MRI of the neck using a 1.5 T magnet (Echospeed; GE Medical Systems) revealed degeneration of the C5-C6 intervertebral disc with mild dorsal protrusion causing mild right-sided ventro-lateral spinal cord compression; additionally, a 5 mm×6 mm×7 mm oval cystic structure dorsolateral to the spinal cord was noted, causing moderate right-sided dorso-lateral spinal compression at the same level. This lesion was T2 hyperintense, T1 hypointense, T2 FLAIR hypointense (all when compared with the spinal cord) and non-contrast enhancing.

A right-sided dorsal laminectomy was performed at C5-C6. The cystic lesion, originating from the dorsal nerve root lateral to the dorsal root ganglion, was fenestrated and a biopsy was obtained, taking care to avoid dorsal nerve root damage. Recovery was uneventful and the dog was neurologically improved at the time of discharge, but was lost to follow-up thereafter.
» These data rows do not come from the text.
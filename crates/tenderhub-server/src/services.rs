//! Service wiring over a single SurrealDB client.

use surrealdb::Surreal;
use surrealdb::engine::any::Any;
use tenderhub_db::repository::{
    SurrealBidRepository, SurrealDecisionRepository, SurrealOrganizationRepository,
    SurrealReviewRepository, SurrealTenderRepository, SurrealUserRepository,
};
use tenderhub_engine::{
    AuthorizationGate, BidService, DecisionService, EngineConfig, IdentityService, ReviewService,
    TenderService,
};

type Users = SurrealUserRepository<Any>;
type Organizations = SurrealOrganizationRepository<Any>;
type Tenders = SurrealTenderRepository<Any>;
type Bids = SurrealBidRepository<Any>;

/// Every lifecycle service, ready to be handed to a transport.
pub struct Services {
    pub identity: IdentityService<Users, Organizations>,
    pub tenders: TenderService<Users, Organizations, Tenders>,
    pub bids: BidService<Users, Organizations, Tenders, Bids>,
    pub decisions:
        DecisionService<Users, Organizations, Tenders, Bids, SurrealDecisionRepository<Any>>,
    pub reviews: ReviewService<Users, Bids, SurrealReviewRepository<Any>>,
}

impl Services {
    pub fn new(db: &Surreal<Any>, config: EngineConfig) -> Self {
        let gate = || {
            AuthorizationGate::new(
                SurrealUserRepository::new(db.clone()),
                SurrealOrganizationRepository::new(db.clone()),
            )
        };

        Self {
            identity: IdentityService::new(
                SurrealUserRepository::new(db.clone()),
                SurrealOrganizationRepository::new(db.clone()),
            ),
            tenders: TenderService::new(
                gate(),
                SurrealTenderRepository::new(db.clone()),
                config.clone(),
            ),
            bids: BidService::new(
                gate(),
                SurrealTenderRepository::new(db.clone()),
                SurrealBidRepository::new(db.clone()),
                config.clone(),
            ),
            decisions: DecisionService::new(
                gate(),
                SurrealTenderRepository::new(db.clone()),
                SurrealBidRepository::new(db.clone()),
                SurrealDecisionRepository::new(db.clone()),
            ),
            reviews: ReviewService::new(
                SurrealUserRepository::new(db.clone()),
                SurrealBidRepository::new(db.clone()),
                SurrealReviewRepository::new(db.clone()),
                config,
            ),
        }
    }
}

#[cfg(test)]
mod tests {
    use tenderhub_db::{DbConfig, DbManager};
    use tenderhub_engine::requests::{
        CreateOrganizationRequest, CreateTenderRequest, CreateUserRequest, ListTendersRequest,
    };

    use super::*;

    #[tokio::test]
    async fn wired_services_share_one_store() {
        let manager = DbManager::connect(&DbConfig {
            url: "mem://".into(),
            credentials: None,
            ..Default::default()
        })
        .await
        .unwrap();
        manager.migrate().await.unwrap();
        let services = Services::new(manager.client(), EngineConfig::default());

        let alice = services
            .identity
            .create_user(CreateUserRequest {
                username: "alice".into(),
                first_name: "Alice".into(),
                last_name: String::new(),
            })
            .await
            .unwrap();
        let org = services
            .identity
            .create_organization(CreateOrganizationRequest {
                name: "org-1".into(),
                description: String::new(),
            })
            .await
            .unwrap();
        services
            .identity
            .add_responsible(org.id, alice.id)
            .await
            .unwrap();

        let tender = services
            .tenders
            .create_tender(CreateTenderRequest {
                name: "Road repair".into(),
                description: String::new(),
                service_type: "Construction".into(),
                status: "Published".into(),
                organization_id: org.id,
                creator_username: "alice".into(),
            })
            .await
            .unwrap();

        let listed = services
            .tenders
            .list_published(ListTendersRequest::default())
            .await
            .unwrap();
        assert_eq!(listed.len(), 1);
        assert_eq!(listed[0].id, tender.id);
    }
}
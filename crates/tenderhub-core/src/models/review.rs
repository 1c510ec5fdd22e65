//! Review domain model (append-only feedback on a bid).

use chrono::{DateTime, Utc};
use serde::{Deserialize, Serialize};
use uuid::Uuid;

#[derive(Debug, Clone, Serialize, Deserialize)]
pub struct Review {
    pub id: Uuid,
    pub offer_id: Uuid,
    pub creator_id: Uuid,
    pub content: String,
    pub created_at: DateTime<Utc>,
}

#[derive(Debug, Clone, Serialize, Deserialize)]
pub struct CreateReview {
    pub offer_id: Uuid,
    pub creator_id: Uuid,
    pub content: String,
}
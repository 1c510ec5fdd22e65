//! Authorization gate: identity resolution and responsible-user checks.
//!
//! Every authenticated operation resolves the acting user first and
//! stops there if the name is unknown. Responsibility checks fail
//! closed: a lookup error is propagated, never read as "responsible".

use tenderhub_core::error::{TenderHubError, TenderHubResult};
use tenderhub_core::models::user::User;
use tenderhub_core::repository::{OrganizationRepository, UserRepository};
use tracing::{debug, warn};
use uuid::Uuid;

/// Resolve a username, turning "no rows" into `UserNotFound`.
pub(crate) async fn resolve_username<U: UserRepository>(
    users: &U,
    username: &str,
) -> TenderHubResult<User> {
    match users.get_by_username(username).await {
        Ok(user) => Ok(user),
        Err(TenderHubError::NotFound { .. }) => {
            debug!(username, "Unknown user");
            Err(TenderHubError::UserNotFound {
                username: username.to_string(),
            })
        }
        Err(e) => Err(e),
    }
}

pub struct AuthorizationGate<U: UserRepository, O: OrganizationRepository> {
    users: U,
    organizations: O,
}

impl<U: UserRepository, O: OrganizationRepository> AuthorizationGate<U, O> {
    pub fn new(users: U, organizations: O) -> Self {
        Self {
            users,
            organizations,
        }
    }

    pub async fn resolve_user(&self, username: &str) -> TenderHubResult<User> {
        resolve_username(&self.users, username).await
    }

    /// Resolve a user by id, for requests that name the author directly.
    pub async fn resolve_user_id(&self, user_id: Uuid) -> TenderHubResult<User> {
        match self.users.get_by_id(user_id).await {
            Ok(user) => Ok(user),
            Err(TenderHubError::NotFound { .. }) => Err(TenderHubError::UserNotFound {
                username: user_id.to_string(),
            }),
            Err(e) => Err(e),
        }
    }

    pub async fn is_responsible(&self, organization_id: Uuid, user_id: Uuid) -> TenderHubResult<bool> {
        self.organizations
            .is_responsible(organization_id, user_id)
            .await
    }

    /// Fails with `NotResponsible` unless the user acts for the
    /// organization.
    pub async fn require_responsible(
        &self,
        organization_id: Uuid,
        user: &User,
    ) -> TenderHubResult<()> {
        if self.is_responsible(organization_id, user.id).await? {
            return Ok(());
        }
        warn!(
            %organization_id,
            username = %user.username,
            "Denied: user is not responsible for organization"
        );
        Err(TenderHubError::NotResponsible { organization_id })
    }

    /// The organization the user acts for; `NoOrganization` when none.
    pub async fn organization_of(&self, user: &User) -> TenderHubResult<Uuid> {
        match self.organizations.organization_of(user.id).await {
            Ok(id) => Ok(id),
            Err(TenderHubError::NotFound { .. }) => {
                warn!(username = %user.username, "Denied: user has no organization");
                Err(TenderHubError::NoOrganization {
                    user: user.username.clone(),
                })
            }
            Err(e) => Err(e),
        }
    }

    pub async fn responsible_count(&self, organization_id: Uuid) -> TenderHubResult<u64> {
        self.organizations.responsible_count(organization_id).await
    }
}
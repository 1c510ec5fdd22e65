//! Tender service: creation, listings, versioned edits, rollback, and
//! status changes.

use tenderhub_core::error::TenderHubResult;
use tenderhub_core::models::tender::{
    CreateTender, Tender, TenderFilter, TenderPatch, TenderSnapshot, TenderStatus,
};
use tenderhub_core::models::user::User;
use tenderhub_core::repository::{OrganizationRepository, TenderRepository, UserRepository};
use tenderhub_core::status::StringEnum;
use tracing::info;
use uuid::Uuid;

use crate::config::EngineConfig;
use crate::error::LogUnknown;
use crate::gate::AuthorizationGate;
use crate::requests::{
    CreateTenderRequest, EditTenderRequest, ListMineRequest, ListTendersRequest, require, supplied,
};
use crate::versioning;
use crate::views::TenderView;

pub struct TenderService<U: UserRepository, O: OrganizationRepository, T: TenderRepository> {
    gate: AuthorizationGate<U, O>,
    tenders: T,
    config: EngineConfig,
}

impl<U, O, T> TenderService<U, O, T>
where
    U: UserRepository,
    O: OrganizationRepository,
    T: TenderRepository,
{
    pub fn new(gate: AuthorizationGate<U, O>, tenders: T, config: EngineConfig) -> Self {
        Self {
            gate,
            tenders,
            config,
        }
    }

    /// Resolve the user and the tender, and require the user to act for
    /// the tender's organization.
    async fn authorize(&self, tender_id: Uuid, username: &str) -> TenderHubResult<(User, Tender)> {
        let user = self.gate.resolve_user(username).await?;
        let tender = self.tenders.get_by_id(tender_id).await?;
        self.gate
            .require_responsible(tender.organization_id, &user)
            .await?;
        Ok((user, tender))
    }

    pub async fn create_tender(&self, request: CreateTenderRequest) -> TenderHubResult<TenderView> {
        let result: TenderHubResult<TenderView> = async {
            require("name", &request.name)?;
            require("serviceType", &request.service_type)?;
            require("status", &request.status)?;
            let status = TenderStatus::parse(&request.status)?;

            let user = self.gate.resolve_user(&request.creator_username).await?;
            self.gate
                .require_responsible(request.organization_id, &user)
                .await?;

            let tender = self
                .tenders
                .create(CreateTender {
                    organization_id: request.organization_id,
                    creator_id: user.id,
                    status,
                    service_type: request.service_type,
                    name: request.name,
                    description: request.description,
                })
                .await?;

            info!(
                tender_id = %tender.id,
                organization_id = %tender.organization_id,
                creator = %user.username,
                "Tender created"
            );
            Ok(tender.into())
        }
        .await;
        result.log_unknown("create_tender")
    }

    /// Published tenders, optionally narrowed to some service types.
    /// Needs no identity.
    pub async fn list_published(
        &self,
        request: ListTendersRequest,
    ) -> TenderHubResult<Vec<TenderView>> {
        let pagination = self.config.page(request.limit, request.offset);
        let filter = TenderFilter {
            service_types: request.service_types,
        };
        self.tenders
            .list_published(filter, pagination)
            .await
            .map(|tenders| tenders.into_iter().map(TenderView::from).collect::<Vec<_>>())
            .log_unknown("list_published_tenders")
    }

    pub async fn list_mine(&self, request: ListMineRequest) -> TenderHubResult<Vec<TenderView>> {
        let result: TenderHubResult<Vec<TenderView>> = async {
            let user = self.gate.resolve_user(&request.username).await?;
            let pagination = self.config.page(request.limit, request.offset);
            let tenders = self.tenders.list_by_creator(user.id, pagination).await?;
            Ok(tenders.into_iter().map(TenderView::from).collect::<Vec<_>>())
        }
        .await;
        result.log_unknown("list_my_tenders")
    }

    /// A published tender's status is public to any known user; other
    /// statuses only to the organization's responsible users.
    pub async fn get_status(&self, tender_id: Uuid, username: &str) -> TenderHubResult<TenderStatus> {
        let result: TenderHubResult<TenderStatus> = async {
            let user = self.gate.resolve_user(username).await?;
            let tender = self.tenders.get_by_id(tender_id).await?;
            if tender.status != TenderStatus::Published {
                self.gate
                    .require_responsible(tender.organization_id, &user)
                    .await?;
            }
            Ok(tender.status)
        }
        .await;
        result.log_unknown("get_tender_status")
    }

    /// The status value is checked before any lookup.
    pub async fn change_status(
        &self,
        tender_id: Uuid,
        status: &str,
        username: &str,
    ) -> TenderHubResult<TenderView> {
        let result: TenderHubResult<TenderView> = async {
            let status = TenderStatus::parse(status)?;
            let (user, tender) = self.authorize(tender_id, username).await?;

            let updated = self.tenders.set_status(tender.id, status).await?;
            info!(
                %tender_id,
                from = tender.status.as_str(),
                to = status.as_str(),
                by = %user.username,
                "Tender status changed"
            );
            Ok(updated.into())
        }
        .await;
        result.log_unknown("change_tender_status")
    }

    pub async fn edit(&self, request: EditTenderRequest) -> TenderHubResult<TenderView> {
        let result: TenderHubResult<TenderView> = async {
            let (_, tender) = self.authorize(request.tender_id, &request.username).await?;
            let patch = TenderPatch {
                name: supplied(request.name),
                description: supplied(request.description),
                service_type: supplied(request.service_type),
            };
            let edited = versioning::edit(&self.tenders, &tender, patch).await?;
            Ok(edited.into())
        }
        .await;
        result.log_unknown("edit_tender")
    }

    pub async fn rollback(
        &self,
        tender_id: Uuid,
        version: u32,
        username: &str,
    ) -> TenderHubResult<TenderView> {
        let result: TenderHubResult<TenderView> = async {
            let (_, tender) = self.authorize(tender_id, username).await?;
            let restored = versioning::roll_back(&self.tenders, &tender, version).await?;
            Ok(restored.into())
        }
        .await;
        result.log_unknown("rollback_tender")
    }

    pub async fn history(
        &self,
        tender_id: Uuid,
        version: u32,
        username: &str,
    ) -> TenderHubResult<TenderSnapshot> {
        let result: TenderHubResult<TenderSnapshot> = async {
            let (_, tender) = self.authorize(tender_id, username).await?;
            self.tenders.get_history(tender.id, version).await
        }
        .await;
        result.log_unknown("get_tender_history")
    }
}
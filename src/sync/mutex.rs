//! Mutex wrapper - uses parking_lot if available, std otherwise.
//!
//! The std variant never panics on a poisoned lock. A panic while the
//! pending list is held leaves a valid `Vec` behind, and cleanup must keep
//! working afterwards, so the guard is recovered and a TS004 diagnostic is
//! emitted instead.

#[cfg(feature = "parking_lot")]
pub use parking_lot::{Mutex, MutexGuard};

#[cfg(not(feature = "parking_lot"))]
mod std_mutex {
    use std::sync::{Mutex as StdMutex, MutexGuard as StdMutexGuard, PoisonError};

    use crate::diagnostics::{emit, TS004};

    /// Thin wrapper around std::sync::Mutex that recovers from poisoning.
    #[derive(Debug, Default)]
    pub struct Mutex<T>(StdMutex<T>);

    impl<T> Mutex<T> {
        /// Create a new mutex.
        pub const fn new(value: T) -> Self {
            Self(StdMutex::new(value))
        }

        /// Lock the mutex.
        pub fn lock(&self) -> MutexGuard<'_, T> {
            let guard = self.0.lock().unwrap_or_else(|poisoned: PoisonError<_>| {
                emit(&TS004);
                poisoned.into_inner()
            });
            MutexGuard(guard)
        }
    }

    /// Guard for std mutex.
    pub struct MutexGuard<'a, T>(StdMutexGuard<'a, T>);

    impl<'a, T> std::ops::Deref for MutexGuard<'a, T> {
        type Target = T;

        fn deref(&self) -> &Self::Target {
            &self.0
        }
    }

    impl<'a, T> std::ops::DerefMut for MutexGuard<'a, T> {
        fn deref_mut(&mut self) -> &mut Self::Target {
            &mut self.0
        }
    }
}

#[cfg(not(feature = "parking_lot"))]
pub use std_mutex::{Mutex, MutexGuard};
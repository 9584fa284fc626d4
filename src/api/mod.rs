//! Public API for tempsweep.
//!
//! This module contains all user-facing types and functions.
//! Most users only need the re-exports at the crate root.

pub mod config;
pub mod create;
pub mod error;
pub mod global;
pub mod naming;
pub mod path;
pub mod registry;
pub mod scope;
pub mod space;
pub mod stats;
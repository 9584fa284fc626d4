//! Diagnostic kinds and core types.

/// The severity level of a diagnostic.
#[derive(Debug, Clone, Copy, PartialEq, Eq)]
pub enum DiagnosticKind {
    /// A hard error - an operation failed.
    Error,
    /// Something went wrong but was absorbed.
    Warning,
    /// Informational.
    Note,
}

impl DiagnosticKind {
    /// Get the display prefix for this kind.
    pub fn prefix(&self) -> &'static str {
        match self {
            DiagnosticKind::Error => "error",
            DiagnosticKind::Warning => "warning",
            DiagnosticKind::Note => "note",
        }
    }
}

/// A diagnostic message with code, message, and optional context.
///
/// Diagnostic codes follow the pattern:
/// - `TS0xx` - naming, probing and registry issues
#[derive(Debug, Clone)]
pub struct Diagnostic {
    /// Severity level.
    pub kind: DiagnosticKind,
    /// Diagnostic code (e.g., "TS001").
    pub code: &'static str,
    /// Primary message.
    pub message: &'static str,
    /// Optional additional context.
    pub note: Option<&'static str>,
    /// Optional fix suggestion.
    pub help: Option<&'static str>,
}

impl Diagnostic {
    /// Create a new error diagnostic.
    pub const fn error(code: &'static str, message: &'static str) -> Self {
        Self {
            kind: DiagnosticKind::Error,
            code,
            message,
            note: None,
            help: None,
        }
    }

    /// Create a new warning diagnostic.
    pub const fn warning(code: &'static str, message: &'static str) -> Self {
        Self {
            kind: DiagnosticKind::Warning,
            code,
            message,
            note: None,
            help: None,
        }
    }

    /// Add a note to this diagnostic.
    pub const fn with_note(mut self, note: &'static str) -> Self {
        self.note = Some(note);
        self
    }

    /// Add a help message to this diagnostic.
    pub const fn with_help(mut self, help: &'static str) -> Self {
        self.help = Some(help);
        self
    }
}

impl std::fmt::Display for Diagnostic {
    fn fmt(&self, f: &mut std::fmt::Formatter<'_>) -> std::fmt::Result {
        write!(f, "[tempsweep][{}] {}: {}", self.code, self.kind.prefix(), self.message)
    }
}

// =============================================================================
// Predefined diagnostics
// =============================================================================

/// TS001: Every index of a naming pattern is already taken.
pub const TS001: Diagnostic = Diagnostic::error(
    "TS001",
    "temporary file naming pattern exhausted"
).with_note("every numbered candidate in the directory already exists")
 .with_help("remove stale files or use a different prefix/suffix");

/// TS002: A deferred removal failed during cleanup.
pub const TS002: Diagnostic = Diagnostic::warning(
    "TS002",
    "deferred temporary file could not be removed"
).with_note("cleanup is best-effort; the path was dropped from the pending list");

/// TS003: Probing a candidate failed for a reason other than "not found".
pub const TS003: Diagnostic = Diagnostic::warning(
    "TS003",
    "candidate probe failed; treating path as available"
).with_note("the real state of the path is unknown")
 .with_help("check permissions on the temporary directory");

/// TS004: The pending-deletion lock was poisoned and has been recovered.
pub const TS004: Diagnostic = Diagnostic::warning(
    "TS004",
    "pending-deletion lock was poisoned; recovering"
).with_note("a thread panicked while holding the registry lock");

#[cfg(test)]
mod tests {
    use super::*;

    #[test]
    fn test_predefined_kinds() {
        assert_eq!(TS001.kind, DiagnosticKind::Error);
        assert_eq!(TS002.kind, DiagnosticKind::Warning);
        assert!(TS003.help.is_some());
        assert!(TS004.note.is_some());
    }

    #[test]
    fn test_display() {
        assert_eq!(
            TS001.to_string(),
            "[tempsweep][TS001] error: temporary file naming pattern exhausted"
        );
    }
}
The biopsy consisted of a folded cystic structure consisting of a wall of moderately cellular fibrous tissue showing an orderly arrangement of parallel bundles of fibroblasts. There was no distinct epithelial lining. There was some pale amorphous basophilic material within some parts of the cystic cavities. In places, there were very small numbers of lymphocytes in the cyst wall and little hemosiderin deposition. No nerve fibres or ganglion cells were present. Localisation of the lesion and histopathology were consistent with a perineurial cyst.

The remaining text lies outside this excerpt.